Saved entries

use eeg_bandpower::io::{read_series_from_path, write_records_to_path, ParseMode};
use eeg_bandpower::{Band, BandPowerPipeline, PipelineConfig};
use std::f64::consts::PI;
use std::fmt::Write as _;
use std::fs;

/// CSV with six channels at 256 Hz: channel c carries a sine at `freqs[c]`
fn synthetic_csv(samples: usize, freqs: [f64; 6]) -> String {
    let mut csv = String::from("timestamp,ch1,ch2,ch3,ch4,ch5,ch6\n");
    for n in 0..samples {
        let t = n as f64 / 256.0;
        write!(csv, "{t}").unwrap();
        for f in freqs {
            write!(csv, ",{}", (2.0 * PI * f * t).sin()).unwrap();
        }
        csv.push('\n');
    }
    csv
}

#[test]
fn csv_in_csv_out() {
    let dir = tempfile::tempdir().unwrap();
    let input = dir.path().join("eeg_data.csv");
    let output = dir.path().join("processed_eeg_data.csv");

    // delta, theta, alpha, beta, gamma and a silent channel
    fs::write(&input, synthetic_csv(768, [2.0, 6.0, 10.0, 20.0, 50.0, 0.0])).unwrap();

    let series = read_series_from_path(&input, 6, ParseMode::Strict).unwrap();
    assert_eq!(series.len(), 768);

    let pipeline = BandPowerPipeline::new(PipelineConfig::default()).unwrap();
    let records = pipeline.process(&series);

    // starts 0, 128, 256, 384; 512 + 256 == 768 is dropped
    assert_eq!(records.len(), 4);
    assert_eq!(records[1].timestamp, 0.5);

    for record in &records {
        for (channel, band) in Band::ALL.into_iter().enumerate() {
            let own = record.get(band, channel);
            for other in Band::ALL.into_iter().filter(|&b| b != band) {
                assert!(own > record.get(other, channel), "channel {channel}: {band} not dominant");
            }
        }
        assert!(record.band(Band::Alpha)[5].is_infinite());
    }

    write_records_to_path(&output, &records, 6).unwrap();
    let text = fs::read_to_string(&output).unwrap();
    let lines: Vec<&str> = text.lines().collect();

    assert_eq!(lines.len(), 5);
    assert!(lines[0].starts_with("timestamps,delta_1,delta_2,delta_3,delta_4,delta_5,delta_6,theta_1"));
    assert!(lines[0].ends_with("gamma_5,gamma_6"));

    let first: Vec<&str> = lines[1].split(',').collect();
    assert_eq!(first.len(), 31);
    assert_eq!(first[0], "0");
    // Silent channel 6 is -Inf in every band
    for band in 0..5 {
        assert_eq!(first[1 + band * 6 + 5], "-Inf");
    }
    // Finite values carry exactly two decimals
    let alpha_3 = first[1 + 2 * 6 + 2];
    assert_eq!(alpha_3.split('.').nth(1).map(str::len), Some(2));
}

#[test]
fn short_input_writes_header_only() {
    let dir = tempfile::tempdir().unwrap();
    let input = dir.path().join("short.csv");
    let output = dir.path().join("out.csv");

    fs::write(&input, synthetic_csv(256, [10.0; 6])).unwrap();

    let series = read_series_from_path(&input, 6, ParseMode::Lenient).unwrap();
    let pipeline = BandPowerPipeline::new(PipelineConfig::default()).unwrap();
    let records = pipeline.process(&series);
    assert!(records.is_empty());

    write_records_to_path(&output, &records, 6).unwrap();
    assert_eq!(fs::read_to_string(&output).unwrap().lines().count(), 1);
}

▶ _Your instructions_
Reproduce word for word the lines of the records above, beginning at the first and ending with the line where "assert_eq!(records[1].timestamp, 0.5);" appears, and nothing past it.

▶ _Response_
use eeg_bandpower::io::{read_series_from_path, write_records_to_path, ParseMode};
use eeg_bandpower::{Band, BandPowerPipeline, PipelineConfig};
use std::f64::consts::PI;
use std::fmt::Write as _;
use std::fs;

/// CSV with six channels at 256 Hz: channel c carries a sine at `freqs[c]`
fn synthetic_csv(samples: usize, freqs: [f64; 6]) -> String {
    let mut csv = String::from("timestamp,ch1,ch2,ch3,ch4,ch5,ch6\n");
    for n in 0..samples {
        let t = n as f64 / 256.0;
        write!(csv, "{t}").unwrap();
        for f in freqs {
            write!(csv, ",{}", (2.0 * PI * f * t).sin()).unwrap();
        }
        csv.push('\n');
    }
    csv
}

#[test]
fn csv_in_csv_out() {
    let dir = tempfile::tempdir().unwrap();
    let input = dir.path().join("eeg_data.csv");
    let output = dir.path().join("processed_eeg_data.csv");

    // delta, theta, alpha, beta, gamma and a silent channel
    fs::write(&input, synthetic_csv(768, [2.0, 6.0, 10.0, 20.0, 50.0, 0.0])).unwrap();

    let series = read_series_from_path(&input, 6, ParseMode::Strict).unwrap();
    assert_eq!(series.len(), 768);

    let pipeline = BandPowerPipeline::new(PipelineConfig::default()).unwrap();
    let records = pipeline.process(&series);

    // starts 0, 128, 256, 384; 512 + 256 == 768 is dropped
    assert_eq!(records.len(), 4);
    assert_eq!(records[1].timestamp, 0.5);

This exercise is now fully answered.